Woody Allen: Adoptivtochter Dylan Farrow fordert seinen Untergang

Der Karriere von Woody Allen taten die Anschuldigungen keinen Abbruch
Der Karriere von Woody Allen taten die Anschuldigungen keinen Abbruch © Getty Images, Ben A. Pruchnie

Dylan Farrow erhebt schwere Vorwürfe

Sucht man sich Hollywood gezielt aus, wer als Folge des Sex-Skandals verstoßen wird? So sieht es jedenfalls Woody Allens (82) Adoptivtochter Dylan Farrow. Die 32-Jährige beschuldigte den Regisseur schon vor zehn Jahren öffentlich, sie sexuell missbraucht zu haben. Dass er trotz der aktuellen #MeToo-Kampagne weiterhin unbehelligt bleibt und als Filmmacher veehrt wird, stößt Dylan deshalb übel auf.

Kritik an #MeToo

Anschuldigungen haben gereicht, um Filmmogul Harvey Weinstein (65) wohl auf ewig aus dem Geschäft zu kegeln. Sie haben gereicht, um Kevin Spacey (58) aus einem bereits fertigen Film zu schneiden. Und sie haben dazu geführt, dass eine gesamte Industrie fortan mit desillusionierten Augen betrachtet wird. Doch mit ihrer einerseits so vehementen Moralkeule schlagen die urplötzlich wie Pilze aus dem Boden geschossenen Sittenwächter der Traumfabrik gezielte Luftlöcher. Etwa, wenn sie einen Mann wie Woody Allen damit niederknüppeln müssten. Diesen heftigen Vorwurf hat dessen Adoptivtochter Dylan Farrow in einem langen Gastbeitrag in der 'Los Angeles Times' erhoben.

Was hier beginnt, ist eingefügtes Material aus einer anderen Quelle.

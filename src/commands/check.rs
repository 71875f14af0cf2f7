//! The snapshot/compare cycle.
//!
//! ```text
//! start ── leftover temp? ── delete it
//!   │
//!   ├─ no baseline ───────────────► write candidate as baseline   (Created)
//!   │
//!   └─ baseline ─► write temp ─► compare
//!                                  ├─ identical ─► delete temp    (Unchanged)
//!                                  └─ different ─► diff + prompt
//!                                                   ├─ "yes" ─► rename temp over baseline (Updated)
//!                                                   └─ other ─► delete temp              (Discarded)
//! ```

use crate::SnapshotContext;
use crate::commands::{changes_banner, present_diff};
use crate::diff::compare_manifests;
use crate::output;
use anyhow::{Context, Result};
use std::io::{self, BufRead, Write};
use std::path::Path;
use tracing::{debug, info};

/// Question asked before replacing the baseline.
pub const PROMPT: &str = "Replace old hash file with new one? (type 'yes', anything else is no): ";

/// How a check run ended
#[derive(Debug, Clone, Copy, PartialEq, Eq)]
pub enum CheckOutcome {
    /// No baseline existed; the candidate became the baseline
    Created,
    /// The candidate matched the baseline exactly
    Unchanged,
    /// Differences were confirmed and the baseline was replaced
    Updated,
    /// Differences were declined and the baseline was left alone
    Discarded,
}

impl CheckOutcome {
    /// Status line reported to the user
    #[must_use]
    pub const fn message(self) -> &'static str {
        match self {
            Self::Created => "Hash file created",
            Self::Unchanged => "No changes detected",
            Self::Updated => "Hash file verification complete, hash file updated",
            Self::Discarded => "Hash file verification complete, no changes applied",
        }
    }
}

/// Run a check against the real terminal and print the outcome.
///
/// # Errors
///
/// Returns an error if any file cannot be read or a manifest cannot be
/// written, renamed or removed.
pub fn execute(ctx: &SnapshotContext, assume_yes: bool) -> Result<CheckOutcome> {
    let mut stdin = io::stdin().lock();
    let mut stdout = io::stdout().lock();

    let outcome = run(ctx, assume_yes, &mut stdin, &mut stdout)?;
    drop(stdout);

    output::status(outcome.message());
    Ok(outcome)
}

/// Run one snapshot/compare cycle.
///
/// The diff and the confirmation prompt are written to `out`; the answer is
/// read from `input`. With `assume_yes` the prompt is answered automatically.
///
/// # Errors
///
/// Returns an error if any file cannot be read or a manifest cannot be
/// written, renamed or removed. A file that cannot be read aborts the run
/// before any manifest is written.
pub fn run(
    ctx: &SnapshotContext,
    assume_yes: bool,
    input: &mut dyn BufRead,
    out: &mut dyn Write,
) -> Result<CheckOutcome> {
    ctx.recover_interrupted_run()?;

    let candidate = ctx.build_candidate()?;
    let baseline_path = ctx.baseline_path();

    if !baseline_path.exists() {
        candidate.write_to(&baseline_path)?;
        info!(path = %baseline_path.display(), files = candidate.len(), "Baseline created");
        return Ok(CheckOutcome::Created);
    }

    let temp_path = ctx.temp_path();
    candidate.write_to(&temp_path)?;

    let result = resolve(ctx, &baseline_path, &temp_path, assume_yes, input, out);
    if result.is_err()
        && let Err(e) = discard(&temp_path)
    {
        tracing::warn!(error = %e, "Could not remove temporary manifest after failure");
    }
    result
}

/// Compare the written candidate with the baseline and settle the outcome
fn resolve(
    ctx: &SnapshotContext,
    baseline_path: &Path,
    temp_path: &Path,
    assume_yes: bool,
    input: &mut dyn BufRead,
    out: &mut dyn Write,
) -> Result<CheckOutcome> {
    let baseline_text = read_manifest_text(baseline_path)?;
    let candidate_text = read_manifest_text(temp_path)?;

    let diff = compare_manifests(&baseline_text, &candidate_text)
        .with_context(|| format!("Cannot compare against {}", baseline_path.display()))?;

    if diff.is_identical() {
        discard(temp_path)?;
        return Ok(CheckOutcome::Unchanged);
    }

    writeln!(out, "{}", changes_banner(ctx.colorize))?;
    present_diff(ctx, &baseline_text, &candidate_text, &diff, out)?;

    if confirm(assume_yes, input, out)? {
        promote(temp_path, baseline_path)?;
        info!(summary = %diff, "Baseline updated");
        Ok(CheckOutcome::Updated)
    } else {
        discard(temp_path)?;
        info!("Candidate discarded");
        Ok(CheckOutcome::Discarded)
    }
}

/// Ask whether to replace the baseline.
///
/// Only an exact, case-insensitive `yes` counts; the line terminator is the
/// only thing stripped. End of input is a decline.
///
/// # Errors
///
/// Returns an error if writing the prompt or reading the answer fails.
pub fn confirm(assume_yes: bool, input: &mut dyn BufRead, out: &mut dyn Write) -> Result<bool> {
    write!(out, "{PROMPT}")?;

    if assume_yes {
        writeln!(out, "yes")?;
        out.flush()?;
        return Ok(true);
    }
    out.flush()?;

    let mut answer = String::new();
    if input.read_line(&mut answer).context("Failed to read answer")? == 0 {
        writeln!(out)?;
        debug!("End of input at confirmation prompt");
        return Ok(false);
    }

    Ok(is_affirmative(&answer))
}

/// Whether a raw answer line means yes
#[must_use]
pub fn is_affirmative(line: &str) -> bool {
    let answer = line.strip_suffix('\n').unwrap_or(line);
    let answer = answer.strip_suffix('\r').unwrap_or(answer);
    answer.eq_ignore_ascii_case("yes")
}

fn read_manifest_text(path: &Path) -> Result<String> {
    std::fs::read_to_string(path)
        .with_context(|| format!("Failed to read manifest {}", path.display()))
}

/// Atomically replace the baseline with the fully written candidate
fn promote(temp_path: &Path, baseline_path: &Path) -> Result<()> {
    std::fs::rename(temp_path, baseline_path).with_context(|| {
        format!(
            "Failed to move {} to {}",
            temp_path.display(),
            baseline_path.display()
        )
    })
}

fn discard(temp_path: &Path) -> Result<()> {
    match std::fs::remove_file(temp_path) {
        Ok(()) => Ok(()),
        Err(e) if e.kind() == io::ErrorKind::NotFound => Ok(()),
        Err(e) => {
            Err(e).with_context(|| format!("Failed to remove {}", temp_path.display()))
        }
    }
}
use crate::config::HashAlgorithm;
use anyhow::{Context, Result};
use md5::{Digest, Md5};
use std::fs::File;
use std::io::{ErrorKind, Read};
use std::path::Path;
use xxhash_rust::xxh3::{Xxh3, xxh3_128};

/// Length of a rendered digest in hex characters (128 bits).
pub const DIGEST_HEX_LEN: usize = 32;

/// Block size used when none is configured (1 MiB).
pub const DEFAULT_BLOCK_SIZE: usize = 1024 * 1024;

/// Incremental state for either supported digest
enum StreamHasher {
    Md5(Md5),
    Xxh3(Box<Xxh3>),
}

impl StreamHasher {
    fn new(algorithm: HashAlgorithm) -> Self {
        match algorithm {
            HashAlgorithm::Md5 => Self::Md5(Md5::new()),
            HashAlgorithm::Xxh3 => Self::Xxh3(Box::new(Xxh3::new())),
        }
    }

    fn update(&mut self, data: &[u8]) {
        match self {
            Self::Md5(hasher) => hasher.update(data),
            Self::Xxh3(hasher) => hasher.update(data),
        }
    }

    fn finish(self) -> u128 {
        match self {
            Self::Md5(hasher) => u128::from_be_bytes(hasher.finalize().into()),
            Self::Xxh3(hasher) => hasher.digest128(),
        }
    }
}

/// Hash an in-memory buffer with the default algorithm.
#[must_use]
pub fn hash_bytes(data: &[u8]) -> String {
    hash_bytes_with(HashAlgorithm::default(), data)
}

/// Hash an in-memory buffer.
#[must_use]
pub fn hash_bytes_with(algorithm: HashAlgorithm, data: &[u8]) -> String {
    let digest = match algorithm {
        HashAlgorithm::Md5 => u128::from_be_bytes(Md5::digest(data).into()),
        HashAlgorithm::Xxh3 => xxh3_128(data),
    };
    format_digest(digest)
}

/// Hash a file by feeding it to the hasher one block at a time.
///
/// Memory use is bounded by `block_size` regardless of the file size.
///
/// # Errors
///
/// Returns an error if the file cannot be opened or a read fails.
pub fn hash_file_streaming(
    path: &Path,
    algorithm: HashAlgorithm,
    block_size: usize,
) -> Result<String> {
    let mut file =
        File::open(path).with_context(|| format!("Failed to open {}", path.display()))?;
    let mut hasher = StreamHasher::new(algorithm);
    let mut buffer = vec![0u8; block_size.max(1)];

    loop {
        let bytes_read = match file.read(&mut buffer) {
            Ok(0) => break,
            Ok(n) => n,
            Err(e) if e.kind() == ErrorKind::Interrupted => continue,
            Err(e) => {
                return Err(e).with_context(|| format!("Failed to read {}", path.display()));
            }
        };
        hasher.update(&buffer[..bytes_read]);
    }

    Ok(format_digest(hasher.finish()))
}

/// Whether `s` looks like a digest produced by this module.
#[must_use]
pub fn is_valid_digest(s: &str) -> bool {
    s.len() == DIGEST_HEX_LEN && s.bytes().all(|b| matches!(b, b'0'..=b'9' | b'a'..=b'f'))
}

fn format_digest(hash: u128) -> String {
    format!("{hash:032x}")
}
use crate::SnapshotContext;
use crate::commands::{changes_banner, present_diff};
use crate::diff::{ManifestDiff, compare_manifests};
use crate::output;
use anyhow::{Context, Result};
use std::io::{self, Write};

/// Result of a read-only comparison
#[derive(Debug, Clone, PartialEq, Eq)]
pub enum StatusOutcome {
    /// There is no baseline to compare against
    NoBaseline,
    /// The tree matches the baseline
    Clean,
    /// The tree differs from the baseline
    Dirty(ManifestDiff),
}

/// Compare the tree against the baseline and print the result.
///
/// Returns `true` when differences were found.
///
/// # Errors
///
/// Returns an error if any file cannot be read or the baseline is corrupt.
pub fn execute(ctx: &SnapshotContext) -> Result<bool> {
    let mut stdout = io::stdout().lock();
    let outcome = run(ctx, &mut stdout)?;
    drop(stdout);

    match &outcome {
        StatusOutcome::NoBaseline => output::status(&format!(
            "No hash file found ({}); run `hashcheck check` to create one",
            ctx.config.manifest.baseline_file
        )),
        StatusOutcome::Clean => output::status("No changes detected"),
        StatusOutcome::Dirty(diff) => {
            output::status(&format!("{} path(s) differ from the hash file", diff.change_count()));
        }
    }

    Ok(matches!(outcome, StatusOutcome::Dirty(_)))
}

/// Compare a fresh candidate against the baseline without writing any file.
///
/// # Errors
///
/// Returns an error if any file cannot be read or the baseline is corrupt.
pub fn run(ctx: &SnapshotContext, out: &mut dyn Write) -> Result<StatusOutcome> {
    ctx.recover_interrupted_run()?;

    let baseline_path = ctx.baseline_path();
    if !baseline_path.exists() {
        return Ok(StatusOutcome::NoBaseline);
    }

    let candidate_text = ctx.build_candidate()?.render();
    let baseline_text = std::fs::read_to_string(&baseline_path)
        .with_context(|| format!("Failed to read manifest {}", baseline_path.display()))?;

    let diff = compare_manifests(&baseline_text, &candidate_text)
        .with_context(|| format!("Cannot compare against {}", baseline_path.display()))?;

    if diff.is_identical() {
        return Ok(StatusOutcome::Clean);
    }

    writeln!(out, "{}", changes_banner(ctx.colorize))?;
    present_diff(ctx, &baseline_text, &candidate_text, &diff, out)?;

    Ok(StatusOutcome::Dirty(diff))
}

#[cfg(test)]
mod tests {
    use super::*;
    use crate::commands::check;
    use crate::config::Config;
    use std::fs;
    use std::io::Cursor;
    use tempfile::TempDir;

    #[test]
    fn test_status_is_read_only() -> Result<()> {
        let dir = TempDir::new()?;
        let ctx = SnapshotContext::with_config(dir.path().to_path_buf(), Config::default());

        let mut out = Vec::new();
        assert_eq!(run(&ctx, &mut out)?, StatusOutcome::NoBaseline);
        assert!(!ctx.baseline_path().exists());

        fs::write(dir.path().join("a"), "a")?;
        check::run(&ctx, false, &mut Cursor::new(Vec::new()), &mut Vec::new())?;
        assert_eq!(run(&ctx, &mut out)?, StatusOutcome::Clean);

        let before = fs::read(ctx.baseline_path())?;
        fs::write(dir.path().join("a"), "changed")?;

        match run(&ctx, &mut out)? {
            StatusOutcome::Dirty(diff) => {
                assert_eq!(diff.changed.len(), 1);
                assert!(diff.changed[0].content_changed());
            }
            other => panic!("expected differences, got {other:?}"),
        }

        assert_eq!(fs::read(ctx.baseline_path())?, before);
        assert!(!ctx.temp_path().exists());
        Ok(())
    }
}
use anyhow::Result;
use colored::Colorize;
use similar::{Algorithm, ChangeTag, TextDiff};
use std::io::Write;
use tracing::{Level, info, span};

/// Configuration for unified diff generation
pub struct UnifiedDiffConfig {
    /// Number of context lines around changes (0 shows changed lines only)
    pub context_lines: usize,
    /// Diff algorithm to use (Myers, Patience)
    pub algorithm: Algorithm,
    /// Whether to colorize the output
    pub colorize: bool,
}

/// Generate a unified diff between two manifest texts.
///
/// Produces `diff -u`-style output:
/// - File headers (`--- old` and `+++ new`)
/// - Hunk headers (`@@ -10,7 +10,9 @@`)
/// - Context lines (unchanged, prefixed with space)
/// - Deletion lines (prefixed with `-`, colored red)
/// - Addition lines (prefixed with `+`, colored green)
///
/// Returns the number of inserted plus deleted lines.
///
/// # Errors
///
/// Returns an error if writing to the output writer fails.
pub fn generate_unified_diff(
    old_content: &str,
    new_content: &str,
    old_label: &str,
    new_label: &str,
    config: &UnifiedDiffConfig,
    writer: &mut dyn Write,
) -> Result<usize> {
    let span = span!(
        Level::DEBUG,
        "diff_generation",
        old = old_label,
        new = new_label,
        algorithm = ?config.algorithm,
        context = config.context_lines
    );
    let _guard = span.enter();

    let diff = TextDiff::configure()
        .algorithm(config.algorithm)
        .diff_lines(old_content, new_content);

    let old_header = format!("--- {old_label}");
    let new_header = format!("+++ {new_label}");

    if config.colorize {
        writeln!(writer, "{}", old_header.red())?;
        writeln!(writer, "{}", new_header.green())?;
    } else {
        writeln!(writer, "{old_header}")?;
        writeln!(writer, "{new_header}")?;
    }

    let mut total_changes = 0;

    for hunk in diff
        .unified_diff()
        .context_radius(config.context_lines)
        .iter_hunks()
    {
        let hunk_header = hunk.header().to_string();

        if config.colorize {
            writeln!(writer, "{}", hunk_header.cyan())?;
        } else {
            writeln!(writer, "{hunk_header}")?;
        }

        for change in hunk.iter_changes() {
            let line = change.value().trim_end_matches(['\n', '\r']);

            match change.tag() {
                ChangeTag::Delete => {
                    total_changes += 1;
                    let line = format!("-{line}");
                    if config.colorize {
                        writeln!(writer, "{}", line.red())?;
                    } else {
                        writeln!(writer, "{line}")?;
                    }
                }
                ChangeTag::Insert => {
                    total_changes += 1;
                    let line = format!("+{line}");
                    if config.colorize {
                        writeln!(writer, "{}", line.green())?;
                    } else {
                        writeln!(writer, "{line}")?;
                    }
                }
                ChangeTag::Equal => writeln!(writer, " {line}")?,
            }
        }
    }

    info!(changes = total_changes, "Diff generation complete");

    Ok(total_changes)
}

"Die Wahrheit ist schwer zu leugnen, aber leicht zu ignorieren"

"Das System hat Jahrzehnte lang für Harvey Weinstein funktioniert. Für Woody Allen funktioniert es noch immer", schreibt die 32-Jährige in ihrem Beitrag mit dem Titel 'Warum hat die #Metoo-Revolution Woody Allen verschont?'. Hollywood habe Weinstein und Co. regelrecht verstoßen, während Allen einen Multimillionen-Deal von Amazon vorgelegt bekommen hat, schreibt Dylan. Und das, obwohl sie selbst seit Jahrzehnten schwerste Vorwürfe gegen ihren eigenen Vater erhebt, für die sie nach eigenen Aussagen zahlreiche Zeugen in und außerhalb der Familie habe.

Die angesprochene Revolution sei hochgradig selektiv, befindet sie. Viele Frauen, die die Machenschaften von Weinstein aufs Schärfste verurteilt und den Mut seiner Opfer gelobt haben, kommen andererseits nicht aus dem Schwärmen über Allen heraus und reißen sich um Rollen in seinen Filmen. "Die Wahrheit ist schwer zu leugnen, aber leicht zu ignorieren".

Farrow gibt seit vielen Jahren an, ihr Vater habe sie als Kind sexuell missbraucht. Bei den ersten Übergriffen soll sie lediglich sieben Jahre alt gewesen sein.